Segunda, 13 de janeiro de 2014
Do STJ
A criança não pode ser penalizada pelas
condutas, mesmo que irregulares, dos pais. Com esse entendimento, o
ministro Luis Felipe Salomão determinou a adoção da criança registrada
como filha pelo pai que teria “alugado a barriga” da mãe biológica.
A
criança havia sido registrada como filha do “pai de aluguel” e da mãe
biológica, uma prostituta. Desde os sete meses de idade, ela convivia
com o pai registral e sua esposa, que não tinha condições de engravidar.

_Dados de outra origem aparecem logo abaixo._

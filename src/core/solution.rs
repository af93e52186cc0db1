//! A struct representing the outputted result of a numerical integrator.

use crate::{Float, core::status::Status};

/// The output of a numerical integrator. The final state is written into the
/// caller's buffer.
#[derive(Clone, Debug, PartialEq)]
pub struct IntegrationResult {
    /// The time actually reached
    pub t: Float,
    /// The step size proposed for the next step
    pub h: Float,
    /// The number of function evaluations
    pub nfev: usize,
    /// The number of steps attempted
    pub nstep: usize,
    /// The number of accepted steps
    pub naccpt: usize,
    /// The number of rejected steps
    pub nrejct: usize,
    /// The status of the integration process
    pub status: Status,
}

/// Step counters accumulated by the drivers.
#[derive(Clone, Copy, Debug, Default)]
pub(crate) struct Steps {
    pub(crate) total: usize,
    pub(crate) accepted: usize,
    pub(crate) rejected: usize,
}

impl Steps {
    pub(crate) fn new() -> Self {
        Self::default()
    }

    pub(crate) fn finish(self, t: Float, h: Float, nfev: usize, status: Status) -> IntegrationResult {
        IntegrationResult {
            t,
            h,
            nfev,
            nstep: self.total,
            naccpt: self.accepted,
            nrejct: self.rejected,
            status,
        }
    }
}
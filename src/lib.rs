//! An ODE integration engine: adaptive Dormand–Prince integrators, Adams
//! predictor-corrector integrators built on an exact Nordsieck transform,
//! dense output, event location, and persistent continuous output.
//!
//! ```no_run
//! use ivp_engine::prelude::*;
//!
//! struct Decay;
//!
//! impl ODE for Decay {
//!     fn dimension(&self) -> usize {
//!         1
//!     }
//!
//!     fn ode(&self, _t: f64, y: &[f64], dydt: &mut [f64]) -> Result<(), ModelError> {
//!         dydt[0] = -y[0];
//!         Ok(())
//!     }
//! }
//!
//! let mut integrator = DormandPrince54::new(Settings::builder().rtol(1e-8).atol(1e-10).build())?;
//! let mut y = [0.0];
//! let result = integrator.integrate(&Decay, 0.0, &[1.0], 1.0, &mut y, &mut Handlers::new())?;
//! assert_eq!(result.status, Status::Success);
//! # Ok::<(), ivp_engine::Error>(())
//! ```

pub mod core;
pub mod error;
pub mod events;
pub mod matrix;
pub mod methods;
pub mod nordsieck;
pub mod prelude;
pub mod solve;

pub use error::{Error, ModelError, Result};

/// Scalar type used for times and states.
pub type Float = f64;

O Ministério Público paranaense (MPPR) apontou ter havido
negociação da gravidez aos sete meses de gestação e moveu ação para
decretar a perda do poder familiar da mãe biológica e anular o registro
de paternidade. A justiça do Paraná deu provimento à ação e determinou a
busca e apreensão da criança menor de cinco anos, que deveria ser
levada a abrigo e submetida à adoção regular.
Interesse da criança
Para
o ministro Salomão, a determinação da Justiça paranaense passa longe da
principal questão em debate: o melhor interesse da criança. “De fato,
se a criança vem sendo criada com amor e se cabe ao Estado, ao mesmo
tempo, assegurar seus direitos, o deferimento da adoção é medida que se
impõe”, afirmou.
Conforme o ministro, a adoção de crianças
envolve interesses de diversos envolvidos: dos adotantes, da sociedade
em geral, do Ministério Público, dos menores. Mas como o tema envolve o
próprio direito de filiação, com consequências para toda a vida do
indivíduo, deve prevalecer sempre o interesse do menor.
Vínculo afetivo
Ele
destacou que a criança vive pacificamente com o pai registral desde os
sete meses de vida. Contando agora com quase cinco anos, impedir a
adoção iria retirar dela o direito à proteção integral e à convivência
familiar.
O ministro Salomão afirmou que, caso fosse seguida a
decisão paranaense, a criança seria retirada do lar onde recebe cuidados
do pai registral e esposa e transferida a um abrigo, sem nenhuma
garantia de conseguir recolocação em uma família substituta. Além disso,
passaria por traumas emocionais decorrentes da ruptura abrupta do
vínculo afetivo já existente.
Ainda conforme o ministro, o
tribunal paranaense afastou o vínculo afetivo apenas porque o tempo de
convivência seria pequeno, de pouco mais de dois anos à época da
decisão.
Conduta irregular
“Ainda que
toda a conduta do recorrente tenha sido inapropriada, somado ao fato de
que caberia a ele se inscrever regularmente nos cadastros de adoção,
nota-se, ainda assim, que tal atitude inadequada do recorrente não pode
ter o condão de prejudicar o interesse do menor de maneira tão drástica,
e nem de longe pode ser comparada com subtração de crianças, como
apontado pela sentença”, ponderou o ministro.
“Na verdade, a
questão foi resolvida praticamente com enfoque na conduta dos pais (a
mãe biológica e o pai registral), enquanto o interesse do menor foi
visivelmente colocado em segundo plano”, completou.
Má-fé
De
acordo com os depoimentos dos envolvidos, a má-fé vislumbrada pela
Justiça do Paraná consistiu apenas no pagamento de medicamentos e
alugueis pelo pai registral à mãe biológica, que não estava em condições
de trabalhar. Não houve reconhecimento de ajuda financeira direta.
Ele
destacou ainda que não se trata de aceitar a “adoção à brasileira”,
informal, mas de analisar a questão do ponto de vista do interesse real
da criança.
A decisão do ministro ocorreu em recurso especial do
pai, é individual e foi tomada na última quinta-feira (9), durante o
plantão judicial.
O número deste processo não é divulgado em razão de segredo judicial.